*Exercise instructions*. Count every line in the entries that holds the word "outj". The reply is that count alone.
++++ Data in this exercise
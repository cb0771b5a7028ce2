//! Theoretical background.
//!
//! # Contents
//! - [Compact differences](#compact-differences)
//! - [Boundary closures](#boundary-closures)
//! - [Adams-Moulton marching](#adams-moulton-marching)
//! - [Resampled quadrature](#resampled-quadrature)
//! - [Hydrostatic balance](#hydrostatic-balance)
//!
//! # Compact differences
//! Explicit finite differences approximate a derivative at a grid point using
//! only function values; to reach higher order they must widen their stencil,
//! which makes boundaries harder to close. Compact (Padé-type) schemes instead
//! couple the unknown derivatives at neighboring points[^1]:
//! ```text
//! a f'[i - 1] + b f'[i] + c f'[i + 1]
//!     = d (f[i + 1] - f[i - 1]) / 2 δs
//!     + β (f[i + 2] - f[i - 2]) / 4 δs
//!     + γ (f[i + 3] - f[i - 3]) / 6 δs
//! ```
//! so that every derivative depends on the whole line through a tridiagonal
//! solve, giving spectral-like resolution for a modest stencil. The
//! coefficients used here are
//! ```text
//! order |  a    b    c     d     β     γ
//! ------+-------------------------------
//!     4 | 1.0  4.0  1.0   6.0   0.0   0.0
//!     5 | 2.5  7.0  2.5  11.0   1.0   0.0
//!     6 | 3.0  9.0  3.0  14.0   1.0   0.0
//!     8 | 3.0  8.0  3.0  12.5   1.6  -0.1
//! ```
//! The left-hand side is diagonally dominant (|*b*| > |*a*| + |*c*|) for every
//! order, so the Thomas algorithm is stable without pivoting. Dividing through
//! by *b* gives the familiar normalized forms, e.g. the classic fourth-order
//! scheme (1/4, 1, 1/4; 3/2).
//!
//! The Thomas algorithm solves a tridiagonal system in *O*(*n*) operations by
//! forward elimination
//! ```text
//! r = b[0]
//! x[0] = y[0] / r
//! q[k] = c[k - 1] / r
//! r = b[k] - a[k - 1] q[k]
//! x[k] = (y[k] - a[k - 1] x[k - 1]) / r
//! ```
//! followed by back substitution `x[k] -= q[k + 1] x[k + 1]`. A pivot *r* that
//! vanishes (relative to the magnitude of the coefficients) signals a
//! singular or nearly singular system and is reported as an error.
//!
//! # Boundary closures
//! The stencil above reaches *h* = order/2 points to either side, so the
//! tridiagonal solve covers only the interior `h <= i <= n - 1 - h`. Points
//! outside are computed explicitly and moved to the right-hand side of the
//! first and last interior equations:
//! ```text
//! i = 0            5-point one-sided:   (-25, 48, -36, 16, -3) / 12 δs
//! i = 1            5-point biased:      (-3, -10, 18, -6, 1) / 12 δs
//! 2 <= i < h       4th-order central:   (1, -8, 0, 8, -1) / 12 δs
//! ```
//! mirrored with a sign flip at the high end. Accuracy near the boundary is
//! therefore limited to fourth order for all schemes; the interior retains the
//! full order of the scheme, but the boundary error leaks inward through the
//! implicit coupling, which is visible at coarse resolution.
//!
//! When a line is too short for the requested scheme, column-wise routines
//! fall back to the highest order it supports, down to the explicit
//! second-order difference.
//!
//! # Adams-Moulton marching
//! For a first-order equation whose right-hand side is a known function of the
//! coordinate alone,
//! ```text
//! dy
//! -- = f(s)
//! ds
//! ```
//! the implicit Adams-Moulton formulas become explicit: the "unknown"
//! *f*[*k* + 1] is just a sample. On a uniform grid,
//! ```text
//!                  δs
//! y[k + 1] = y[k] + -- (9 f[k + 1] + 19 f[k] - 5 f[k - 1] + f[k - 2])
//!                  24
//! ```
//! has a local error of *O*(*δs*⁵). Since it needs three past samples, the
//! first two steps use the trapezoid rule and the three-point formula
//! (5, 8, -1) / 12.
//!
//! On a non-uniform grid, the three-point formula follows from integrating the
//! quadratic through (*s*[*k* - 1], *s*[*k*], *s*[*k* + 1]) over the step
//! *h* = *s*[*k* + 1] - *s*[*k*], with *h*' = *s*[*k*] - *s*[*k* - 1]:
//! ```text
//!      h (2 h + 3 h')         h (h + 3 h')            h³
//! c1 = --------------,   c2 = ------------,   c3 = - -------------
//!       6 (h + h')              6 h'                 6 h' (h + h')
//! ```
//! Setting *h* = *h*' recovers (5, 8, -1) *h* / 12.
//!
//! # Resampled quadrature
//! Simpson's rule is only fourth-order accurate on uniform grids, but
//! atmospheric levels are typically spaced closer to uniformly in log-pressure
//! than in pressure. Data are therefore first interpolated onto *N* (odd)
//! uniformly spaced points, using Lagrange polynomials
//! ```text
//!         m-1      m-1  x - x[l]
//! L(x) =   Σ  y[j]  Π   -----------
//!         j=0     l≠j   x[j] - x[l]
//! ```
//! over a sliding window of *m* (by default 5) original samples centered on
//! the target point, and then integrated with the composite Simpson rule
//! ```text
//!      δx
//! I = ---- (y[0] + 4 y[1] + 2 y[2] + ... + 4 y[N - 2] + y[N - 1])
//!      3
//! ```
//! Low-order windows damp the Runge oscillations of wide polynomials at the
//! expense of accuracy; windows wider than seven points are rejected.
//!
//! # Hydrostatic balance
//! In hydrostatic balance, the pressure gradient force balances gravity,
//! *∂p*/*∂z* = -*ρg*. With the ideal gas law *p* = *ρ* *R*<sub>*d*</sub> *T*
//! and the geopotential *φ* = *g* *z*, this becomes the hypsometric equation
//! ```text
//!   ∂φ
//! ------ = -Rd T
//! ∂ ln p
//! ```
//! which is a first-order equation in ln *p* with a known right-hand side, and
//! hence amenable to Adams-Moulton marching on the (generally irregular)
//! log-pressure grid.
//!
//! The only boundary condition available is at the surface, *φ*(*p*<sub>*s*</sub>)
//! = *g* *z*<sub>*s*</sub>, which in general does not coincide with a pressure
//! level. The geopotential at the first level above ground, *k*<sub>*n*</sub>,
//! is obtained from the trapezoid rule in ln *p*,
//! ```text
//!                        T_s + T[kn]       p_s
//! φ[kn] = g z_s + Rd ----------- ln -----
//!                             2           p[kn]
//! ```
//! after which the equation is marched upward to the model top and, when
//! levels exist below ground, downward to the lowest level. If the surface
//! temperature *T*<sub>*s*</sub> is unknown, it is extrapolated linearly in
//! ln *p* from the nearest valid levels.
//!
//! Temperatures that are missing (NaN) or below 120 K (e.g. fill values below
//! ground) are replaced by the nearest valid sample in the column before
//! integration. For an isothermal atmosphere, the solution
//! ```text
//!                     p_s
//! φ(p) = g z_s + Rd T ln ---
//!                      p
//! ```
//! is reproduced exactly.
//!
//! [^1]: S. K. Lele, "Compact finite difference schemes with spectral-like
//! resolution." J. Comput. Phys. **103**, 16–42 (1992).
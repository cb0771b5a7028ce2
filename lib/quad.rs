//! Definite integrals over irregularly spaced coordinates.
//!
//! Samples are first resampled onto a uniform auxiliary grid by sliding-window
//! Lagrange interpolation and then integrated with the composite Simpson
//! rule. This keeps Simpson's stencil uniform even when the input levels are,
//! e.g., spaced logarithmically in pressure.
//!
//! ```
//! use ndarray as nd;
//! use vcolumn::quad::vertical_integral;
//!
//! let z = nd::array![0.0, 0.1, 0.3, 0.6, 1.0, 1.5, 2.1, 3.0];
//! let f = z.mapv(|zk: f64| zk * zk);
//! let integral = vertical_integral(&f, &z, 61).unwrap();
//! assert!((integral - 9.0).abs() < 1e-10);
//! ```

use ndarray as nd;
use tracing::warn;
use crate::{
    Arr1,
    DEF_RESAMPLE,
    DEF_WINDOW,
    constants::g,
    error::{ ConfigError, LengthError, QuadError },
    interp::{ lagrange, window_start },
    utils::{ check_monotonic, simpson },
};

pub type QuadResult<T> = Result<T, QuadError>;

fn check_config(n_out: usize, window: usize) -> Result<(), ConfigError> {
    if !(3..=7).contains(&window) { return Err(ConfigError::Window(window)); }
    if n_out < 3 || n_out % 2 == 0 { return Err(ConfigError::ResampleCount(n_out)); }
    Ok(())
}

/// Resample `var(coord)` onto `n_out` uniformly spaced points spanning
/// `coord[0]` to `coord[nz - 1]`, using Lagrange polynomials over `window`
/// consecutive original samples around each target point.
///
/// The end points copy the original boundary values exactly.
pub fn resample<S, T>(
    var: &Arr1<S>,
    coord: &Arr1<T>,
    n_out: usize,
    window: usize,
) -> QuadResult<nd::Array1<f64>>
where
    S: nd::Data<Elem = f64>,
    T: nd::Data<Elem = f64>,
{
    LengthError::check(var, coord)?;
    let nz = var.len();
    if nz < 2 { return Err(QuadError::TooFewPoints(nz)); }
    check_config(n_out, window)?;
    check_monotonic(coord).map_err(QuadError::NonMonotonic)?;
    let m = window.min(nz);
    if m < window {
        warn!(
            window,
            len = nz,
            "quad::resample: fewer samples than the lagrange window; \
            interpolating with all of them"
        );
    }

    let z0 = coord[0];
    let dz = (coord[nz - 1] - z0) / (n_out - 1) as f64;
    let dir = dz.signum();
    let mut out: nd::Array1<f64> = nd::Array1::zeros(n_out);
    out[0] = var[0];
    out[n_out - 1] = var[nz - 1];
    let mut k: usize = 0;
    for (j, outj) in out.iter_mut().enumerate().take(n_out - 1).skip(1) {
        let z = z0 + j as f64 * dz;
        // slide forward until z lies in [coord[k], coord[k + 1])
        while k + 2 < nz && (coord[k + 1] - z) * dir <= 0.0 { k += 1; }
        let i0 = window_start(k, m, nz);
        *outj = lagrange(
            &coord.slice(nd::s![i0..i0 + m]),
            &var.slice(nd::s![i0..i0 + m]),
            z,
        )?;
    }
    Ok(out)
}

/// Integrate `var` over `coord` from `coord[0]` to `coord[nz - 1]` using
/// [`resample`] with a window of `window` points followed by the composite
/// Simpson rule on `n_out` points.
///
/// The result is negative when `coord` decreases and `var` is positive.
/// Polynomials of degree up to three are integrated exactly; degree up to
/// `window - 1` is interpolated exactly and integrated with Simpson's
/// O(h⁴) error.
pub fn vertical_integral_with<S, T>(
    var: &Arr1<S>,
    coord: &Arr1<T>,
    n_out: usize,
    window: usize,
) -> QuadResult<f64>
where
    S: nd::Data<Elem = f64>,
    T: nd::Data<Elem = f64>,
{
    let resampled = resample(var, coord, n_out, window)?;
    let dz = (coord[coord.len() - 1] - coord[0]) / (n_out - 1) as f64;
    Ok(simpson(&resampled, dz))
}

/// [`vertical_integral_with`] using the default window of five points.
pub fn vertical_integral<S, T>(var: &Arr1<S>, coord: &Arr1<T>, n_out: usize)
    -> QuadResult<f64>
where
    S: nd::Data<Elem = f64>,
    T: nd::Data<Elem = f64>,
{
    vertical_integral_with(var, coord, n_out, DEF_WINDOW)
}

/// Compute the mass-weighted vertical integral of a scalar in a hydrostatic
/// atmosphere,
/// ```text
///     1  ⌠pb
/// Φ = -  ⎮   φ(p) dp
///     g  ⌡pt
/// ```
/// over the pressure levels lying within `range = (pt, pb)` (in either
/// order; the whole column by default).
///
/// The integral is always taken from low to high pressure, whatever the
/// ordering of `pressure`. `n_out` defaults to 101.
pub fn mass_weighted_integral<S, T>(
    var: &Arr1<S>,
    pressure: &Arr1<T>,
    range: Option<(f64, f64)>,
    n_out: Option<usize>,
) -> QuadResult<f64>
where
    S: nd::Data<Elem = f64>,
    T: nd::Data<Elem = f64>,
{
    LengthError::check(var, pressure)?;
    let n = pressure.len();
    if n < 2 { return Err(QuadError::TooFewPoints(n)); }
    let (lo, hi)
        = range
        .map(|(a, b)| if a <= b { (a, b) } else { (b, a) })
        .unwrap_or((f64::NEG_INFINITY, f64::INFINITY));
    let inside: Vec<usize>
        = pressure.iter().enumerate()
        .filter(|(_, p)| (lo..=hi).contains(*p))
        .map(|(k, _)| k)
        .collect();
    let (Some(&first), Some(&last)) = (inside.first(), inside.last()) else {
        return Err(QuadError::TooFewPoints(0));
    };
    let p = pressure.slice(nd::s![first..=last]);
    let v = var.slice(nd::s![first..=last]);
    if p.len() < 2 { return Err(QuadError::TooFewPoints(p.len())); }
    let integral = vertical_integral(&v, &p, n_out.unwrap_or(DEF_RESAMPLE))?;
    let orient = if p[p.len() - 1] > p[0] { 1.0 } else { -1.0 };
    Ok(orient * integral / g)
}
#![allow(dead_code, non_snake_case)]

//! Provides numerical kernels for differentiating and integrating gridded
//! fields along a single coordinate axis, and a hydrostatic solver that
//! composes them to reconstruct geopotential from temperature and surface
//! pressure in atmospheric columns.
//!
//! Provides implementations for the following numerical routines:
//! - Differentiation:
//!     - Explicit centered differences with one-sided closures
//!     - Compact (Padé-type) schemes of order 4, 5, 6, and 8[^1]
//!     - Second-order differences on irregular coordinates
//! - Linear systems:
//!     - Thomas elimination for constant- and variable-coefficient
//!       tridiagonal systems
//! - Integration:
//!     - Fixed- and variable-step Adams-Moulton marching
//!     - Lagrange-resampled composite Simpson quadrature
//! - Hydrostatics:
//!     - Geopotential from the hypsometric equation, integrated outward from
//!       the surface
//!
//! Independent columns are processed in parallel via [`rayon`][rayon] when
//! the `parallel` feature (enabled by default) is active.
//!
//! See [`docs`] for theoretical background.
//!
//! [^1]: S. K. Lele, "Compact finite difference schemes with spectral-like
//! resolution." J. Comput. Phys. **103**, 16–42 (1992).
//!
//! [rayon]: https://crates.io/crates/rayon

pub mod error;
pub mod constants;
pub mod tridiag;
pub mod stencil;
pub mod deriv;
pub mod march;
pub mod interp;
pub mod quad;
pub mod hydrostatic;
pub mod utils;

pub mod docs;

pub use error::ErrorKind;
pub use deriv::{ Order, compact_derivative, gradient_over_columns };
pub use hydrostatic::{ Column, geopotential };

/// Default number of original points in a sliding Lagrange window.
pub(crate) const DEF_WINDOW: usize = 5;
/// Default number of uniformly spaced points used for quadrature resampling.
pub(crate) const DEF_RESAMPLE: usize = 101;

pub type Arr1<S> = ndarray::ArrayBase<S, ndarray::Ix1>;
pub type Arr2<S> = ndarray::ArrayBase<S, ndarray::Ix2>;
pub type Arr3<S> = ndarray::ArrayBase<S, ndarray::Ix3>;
++++++++
*Response to this task*. 2